**REQUIRED ACTION:**
Using the listing below, select the lines with the word "Executor" and copy them.

++++ DATA IN THIS EXERCISE ++++

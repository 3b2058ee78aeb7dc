//! Aggregation over a single column, optionally grouped by another.

use crate::errors::ExecutionError;
use crate::executor::Executor;
use basalt::errors::DbError;
use basalt::tuple::{Field, FieldType, Tuple, TupleDesc};
use std::collections::BTreeMap;
use std::fmt;
use std::sync::Arc;

#[derive(Debug, Clone, Copy, PartialEq, Eq)]
pub enum AggregateOp {
    Min,
    Max,
    Sum,
    Avg,
    Count,
}

impl fmt::Display for AggregateOp {
    fn fmt(&self, f: &mut fmt::Formatter<'_>) -> fmt::Result {
        let name = match self {
            AggregateOp::Min => "min",
            AggregateOp::Max => "max",
            AggregateOp::Sum => "sum",
            AggregateOp::Avg => "avg",
            AggregateOp::Count => "count",
        };
        write!(f, "{}", name)
    }
}

trait Aggregator {
    fn merge(&mut self, tuple: &Tuple) -> Result<(), ExecutionError>;
    fn results(&self, desc: &Arc<TupleDesc>) -> Vec<Tuple>;
}

/// Accumulates MIN/MAX/SUM/AVG/COUNT over an int column. Group keys live in
/// ordered maps so results come out in a stable group order.
struct IntegerAggregator {
    group_field: Option<usize>,
    agg_field: usize,
    op: AggregateOp,
    values: BTreeMap<Option<Field>, i64>,
    counts: BTreeMap<Option<Field>, i64>,
}

impl IntegerAggregator {
    fn new(group_field: Option<usize>, agg_field: usize, op: AggregateOp) -> Self {
        IntegerAggregator {
            group_field,
            agg_field,
            op,
            values: BTreeMap::new(),
            counts: BTreeMap::new(),
        }
    }

    fn group_keys(&self) -> Vec<Option<Field>> {
        match self.op {
            AggregateOp::Count => self.counts.keys().cloned().collect(),
            _ => self.values.keys().cloned().collect(),
        }
    }

    fn final_value(&self, key: &Option<Field>) -> i32 {
        match self.op {
            AggregateOp::Min | AggregateOp::Max | AggregateOp::Sum => self.values[key] as i32,
            AggregateOp::Avg => (self.values[key] / self.counts[key]) as i32,
            AggregateOp::Count => self.counts[key] as i32,
        }
    }
}

impl Aggregator for IntegerAggregator {
    fn merge(&mut self, tuple: &Tuple) -> Result<(), ExecutionError> {
        let key = self.group_field.and_then(|i| tuple.field(i).cloned());
        let value = match tuple.field(self.agg_field) {
            Some(Field::Int(v)) => *v as i64,
            _ => return Err(ExecutionError::Db(DbError::SchemaMismatch)),
        };
        match self.op {
            AggregateOp::Sum => *self.values.entry(key).or_insert(0) += value,
            AggregateOp::Avg => {
                *self.values.entry(key.clone()).or_insert(0) += value;
                *self.counts.entry(key).or_insert(0) += 1;
            }
            AggregateOp::Count => *self.counts.entry(key).or_insert(0) += 1,
            AggregateOp::Min => {
                self.values
                    .entry(key)
                    .and_modify(|m| *m = (*m).min(value))
                    .or_insert(value);
            }
            AggregateOp::Max => {
                self.values
                    .entry(key)
                    .and_modify(|m| *m = (*m).max(value))
                    .or_insert(value);
            }
        }
        Ok(())
    }

    fn results(&self, desc: &Arc<TupleDesc>) -> Vec<Tuple> {
        match self.group_field {
            None => {
                let key = None;
                let value = if self.group_keys().contains(&key) {
                    self.final_value(&key)
                } else if self.op == AggregateOp::Count {
                    0
                } else {
                    // MIN/MAX/SUM/AVG over no rows has no answer.
                    return Vec::new();
                };
                let mut tuple = Tuple::new(Arc::clone(desc));
                tuple.set_field(0, Field::Int(value));
                vec![tuple]
            }
            Some(_) => self
                .group_keys()
                .into_iter()
                .flatten()
                .map(|group| {
                    let value = self.final_value(&Some(group.clone()));
                    let mut tuple = Tuple::new(Arc::clone(desc));
                    tuple.set_field(0, group);
                    tuple.set_field(1, Field::Int(value));
                    tuple
                })
                .collect(),
        }
    }
}

/// String columns only support COUNT.
struct StringAggregator {
    group_field: Option<usize>,
    agg_field: usize,
    counts: BTreeMap<Option<Field>, i64>,
}

impl StringAggregator {
    fn new(group_field: Option<usize>, agg_field: usize) -> Self {
        StringAggregator {
            group_field,
            agg_field,
            counts: BTreeMap::new(),
        }
    }
}

impl Aggregator for StringAggregator {
    fn merge(&mut self, tuple: &Tuple) -> Result<(), ExecutionError> {
        if !matches!(tuple.field(self.agg_field), Some(Field::Str(_))) {
            return Err(ExecutionError::Db(DbError::SchemaMismatch));
        }
        let key = self.group_field.and_then(|i| tuple.field(i).cloned());
        *self.counts.entry(key).or_insert(0) += 1;
        Ok(())
    }

    fn results(&self, desc: &Arc<TupleDesc>) -> Vec<Tuple> {
        match self.group_field {
            None => {
                let count = self.counts.get(&None).copied().unwrap_or(0);
                let mut tuple = Tuple::new(Arc::clone(desc));
                tuple.set_field(0, Field::Int(count as i32));
                vec![tuple]
            }
            Some(_) => self
                .counts
                .iter()
                .filter_map(|(key, count)| key.clone().map(|group| (group, *count)))
                .map(|(group, count)| {
                    let mut tuple = Tuple::new(Arc::clone(desc));
                    tuple.set_field(0, group);
                    tuple.set_field(1, Field::Int(count as i32));
                    tuple
                })
                .collect(),
        }
    }
}

/// Computes one aggregate over its child, materializing the groups at open
/// time and then iterating the results. Output is `(group, value)` when
/// grouped, a single `(value)` otherwise.
pub struct Aggregate<'a> {
    child: Box<dyn Executor + 'a>,
    agg_field: usize,
    group_field: Option<usize>,
    op: AggregateOp,
    desc: Arc<TupleDesc>,
    results: Vec<Tuple>,
    cursor: usize,
}

impl<'a> Aggregate<'a> {
    pub fn new(
        child: Box<dyn Executor + 'a>,
        agg_field: usize,
        group_field: Option<usize>,
        op: AggregateOp,
    ) -> Result<Self, ExecutionError> {
        let child_desc = child.tuple_desc();
        let agg_type = child_desc.field_type(agg_field);
        if agg_type == FieldType::Str && op != AggregateOp::Count {
            return Err(ExecutionError::GenericError(
                "string columns only support count".to_string(),
            ));
        }

        let agg_name = format!(
            "{}({})",
            op,
            child_desc.field_name(agg_field).unwrap_or("")
        );
        let desc = match group_field {
            None => TupleDesc::new(vec![FieldType::Int], vec![Some(agg_name)]),
            Some(group) => TupleDesc::new(
                vec![child_desc.field_type(group), FieldType::Int],
                vec![
                    child_desc.field_name(group).map(str::to_string),
                    Some(agg_name),
                ],
            ),
        };

        Ok(Aggregate {
            child,
            agg_field,
            group_field,
            op,
            desc: Arc::new(desc),
            results: Vec::new(),
            cursor: 0,
        })
    }

    fn build_aggregator(&self) -> Box<dyn Aggregator> {
        match self.child.tuple_desc().field_type(self.agg_field) {
            FieldType::Int => Box::new(IntegerAggregator::new(
                self.group_field,
                self.agg_field,
                self.op,
            )),
            FieldType::Str => Box::new(StringAggregator::new(self.group_field, self.agg_field)),
        }
    }
}

impl Executor for Aggregate<'_> {
    fn tuple_desc(&self) -> &TupleDesc {
        &self.desc
    }

    fn open(&mut self) -> Result<(), ExecutionError> {
        self.child.open()?;
        let mut aggregator = self.build_aggregator();
        while let Some(tuple) = self.child.next()? {
            aggregator.merge(&tuple)?;
        }
        self.results = aggregator.results(&self.desc);
        self.cursor = 0;
        Ok(())
    }

    fn next(&mut self) -> Result<Option<Tuple>, ExecutionError> {
        match self.results.get(self.cursor) {
            Some(tuple) => {
                self.cursor += 1;
                Ok(Some(tuple.clone()))
            }
            None => Ok(None),
        }
    }

    fn rewind(&mut self) -> Result<(), ExecutionError> {
        self.cursor = 0;
        Ok(())
    }

    fn close(&mut self) {
        self.child.close();
        self.results.clear();
        self.cursor = 0;
    }
}
use crate::errors::DbError;
use crate::page::PageId;
use bytes::{Buf, BufMut};
use std::fmt;
use std::io;
use std::sync::Arc;

/// Fixed payload length of string fields, in bytes.
pub const STRING_LEN: usize = 128;

/// The type of a field. Every type has a fixed on-disk length, so tuples of a
/// given schema are fixed-size.
#[derive(Debug, Clone, Copy, PartialEq, Eq, Hash)]
pub enum FieldType {
    Int,
    Str,
}

impl FieldType {
    /// On-disk length of a field of this type. Strings carry a 4-byte length
    /// prefix ahead of their NUL-padded payload.
    pub fn byte_len(&self) -> usize {
        match self {
            FieldType::Int => 4,
            FieldType::Str => 4 + STRING_LEN,
        }
    }

    /// Decodes one field of this type from the front of `buf`.
    pub fn parse(&self, buf: &mut impl Buf) -> Result<Field, DbError> {
        if buf.remaining() < self.byte_len() {
            return Err(DbError::Io(io::Error::new(
                io::ErrorKind::UnexpectedEof,
                "truncated field",
            )));
        }
        match self {
            FieldType::Int => Ok(Field::Int(buf.get_i32())),
            FieldType::Str => {
                let len = buf.get_u32() as usize;
                if len > STRING_LEN {
                    return Err(DbError::Io(io::Error::new(
                        io::ErrorKind::InvalidData,
                        "string length prefix out of range",
                    )));
                }
                let mut raw = vec![0u8; STRING_LEN];
                buf.copy_to_slice(&mut raw);
                raw.truncate(len);
                Ok(Field::Str(String::from_utf8_lossy(&raw).into_owned()))
            }
        }
    }
}

impl fmt::Display for FieldType {
    fn fmt(&self, f: &mut fmt::Formatter<'_>) -> fmt::Result {
        match self {
            FieldType::Int => write!(f, "int"),
            FieldType::Str => write!(f, "string"),
        }
    }
}

/// A single typed value. Fields are immutable and totally ordered, so
/// predicates and aggregations can compare them directly.
#[derive(Debug, Clone, PartialEq, Eq, PartialOrd, Ord, Hash)]
pub enum Field {
    Int(i32),
    Str(String),
}

impl Field {
    pub fn field_type(&self) -> FieldType {
        match self {
            Field::Int(_) => FieldType::Int,
            Field::Str(_) => FieldType::Str,
        }
    }

    /// Encodes this field. Integers are big-endian; strings are a big-endian
    /// length prefix plus the payload truncated to and padded out to
    /// [`STRING_LEN`] bytes.
    pub fn serialize(&self, buf: &mut impl BufMut) {
        match self {
            Field::Int(v) => buf.put_i32(*v),
            Field::Str(s) => {
                let raw = s.as_bytes();
                let len = raw.len().min(STRING_LEN);
                buf.put_u32(len as u32);
                buf.put_slice(&raw[..len]);
                buf.put_bytes(0, STRING_LEN - len);
            }
        }
    }
}

impl fmt::Display for Field {
    fn fmt(&self, f: &mut fmt::Formatter<'_>) -> fmt::Result {
        match self {
            Field::Int(v) => write!(f, "{}", v),
            Field::Str(s) => write!(f, "{}", s),
        }
    }
}

/// The schema of a tuple: an ordered sequence of field types with optional
/// names. Two descriptors are equal iff their type sequences are equal;
/// names take no part in equality.
#[derive(Debug, Clone)]
pub struct TupleDesc {
    fields: Vec<(FieldType, Option<String>)>,
}

impl TupleDesc {
    pub fn new(types: Vec<FieldType>, names: Vec<Option<String>>) -> Self {
        assert!(!types.is_empty(), "a schema needs at least one field");
        assert_eq!(types.len(), names.len());
        TupleDesc {
            fields: types.into_iter().zip(names).collect(),
        }
    }

    pub fn unnamed(types: Vec<FieldType>) -> Self {
        let names = vec![None; types.len()];
        Self::new(types, names)
    }

    pub fn num_fields(&self) -> usize {
        self.fields.len()
    }

    pub fn field_type(&self, i: usize) -> FieldType {
        self.fields[i].0
    }

    pub fn field_name(&self, i: usize) -> Option<&str> {
        self.fields[i].1.as_deref()
    }

    /// Index of the first field carrying `name`.
    pub fn index_of(&self, name: &str) -> Option<usize> {
        self.fields
            .iter()
            .position(|(_, n)| n.as_deref() == Some(name))
    }

    /// On-disk size of a tuple with this schema.
    pub fn tuple_size(&self) -> usize {
        self.fields.iter().map(|(t, _)| t.byte_len()).sum()
    }
}

impl PartialEq for TupleDesc {
    fn eq(&self, other: &Self) -> bool {
        self.fields.len() == other.fields.len()
            && self
                .fields
                .iter()
                .zip(&other.fields)
                .all(|((a, _), (b, _))| a == b)
    }
}

impl Eq for TupleDesc {}

impl fmt::Display for TupleDesc {
    fn fmt(&self, f: &mut fmt::Formatter<'_>) -> fmt::Result {
        for (i, (ty, name)) in self.fields.iter().enumerate() {
            if i > 0 {
                write!(f, ", ")?;
            }
            write!(f, "{}({})", ty, name.as_deref().unwrap_or(""))?;
        }
        Ok(())
    }
}

/// The coordinates of a tuple on disk: which page, which slot.
#[derive(Debug, Clone, Copy, PartialEq, Eq, Hash)]
pub struct RecordId {
    pid: PageId,
    slot: usize,
}

impl RecordId {
    pub fn new(pid: PageId, slot: usize) -> Self {
        RecordId { pid, slot }
    }

    pub fn page_id(&self) -> PageId {
        self.pid
    }

    pub fn slot(&self) -> usize {
        self.slot
    }
}

/// A single row: a schema, one optional field value per column, and the
/// record id assigned by the page the tuple lives on (if any).
#[derive(Debug, Clone, PartialEq)]
pub struct Tuple {
    desc: Arc<TupleDesc>,
    fields: Vec<Option<Field>>,
    record_id: Option<RecordId>,
}

impl Tuple {
    /// A new tuple with every field unset.
    pub fn new(desc: Arc<TupleDesc>) -> Self {
        let fields = vec![None; desc.num_fields()];
        Tuple {
            desc,
            fields,
            record_id: None,
        }
    }

    pub fn tuple_desc(&self) -> &Arc<TupleDesc> {
        &self.desc
    }

    pub fn field(&self, i: usize) -> Option<&Field> {
        self.fields[i].as_ref()
    }

    pub fn set_field(&mut self, i: usize, f: Field) {
        self.fields[i] = Some(f);
    }

    pub fn record_id(&self) -> Option<RecordId> {
        self.record_id
    }

    pub fn set_record_id(&mut self, rid: Option<RecordId>) {
        self.record_id = rid;
    }

    /// Encodes all fields back to back. Unset fields encode as the zero value
    /// of their type.
    pub fn serialize(&self, buf: &mut impl BufMut) {
        for (i, field) in self.fields.iter().enumerate() {
            match field {
                Some(f) => f.serialize(buf),
                None => match self.desc.field_type(i) {
                    FieldType::Int => Field::Int(0).serialize(buf),
                    FieldType::Str => Field::Str(String::new()).serialize(buf),
                },
            }
        }
    }

    /// Decodes one tuple of schema `desc` from the front of `buf`.
    pub fn parse(desc: &Arc<TupleDesc>, buf: &mut impl Buf) -> Result<Tuple, DbError> {
        let mut tuple = Tuple::new(Arc::clone(desc));
        for i in 0..desc.num_fields() {
            let field = desc.field_type(i).parse(buf)?;
            tuple.set_field(i, field);
        }
        Ok(tuple)
    }
}

impl fmt::Display for Tuple {
    fn fmt(&self, f: &mut fmt::Formatter<'_>) -> fmt::Result {
        for (i, field) in self.fields.iter().enumerate() {
            if i > 0 {
                write!(f, "\t")?;
            }
            match field {
                Some(value) => write!(f, "{}", value)?,
                None => write!(f, "null")?,
            }
        }
        Ok(())
    }
}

++++

**EXPECTED ANSWER:**
use crate::executor::Executor;
    child: Box<dyn Executor + 'a>,
        child: Box<dyn Executor + 'a>,
impl Executor for Aggregate<'_> {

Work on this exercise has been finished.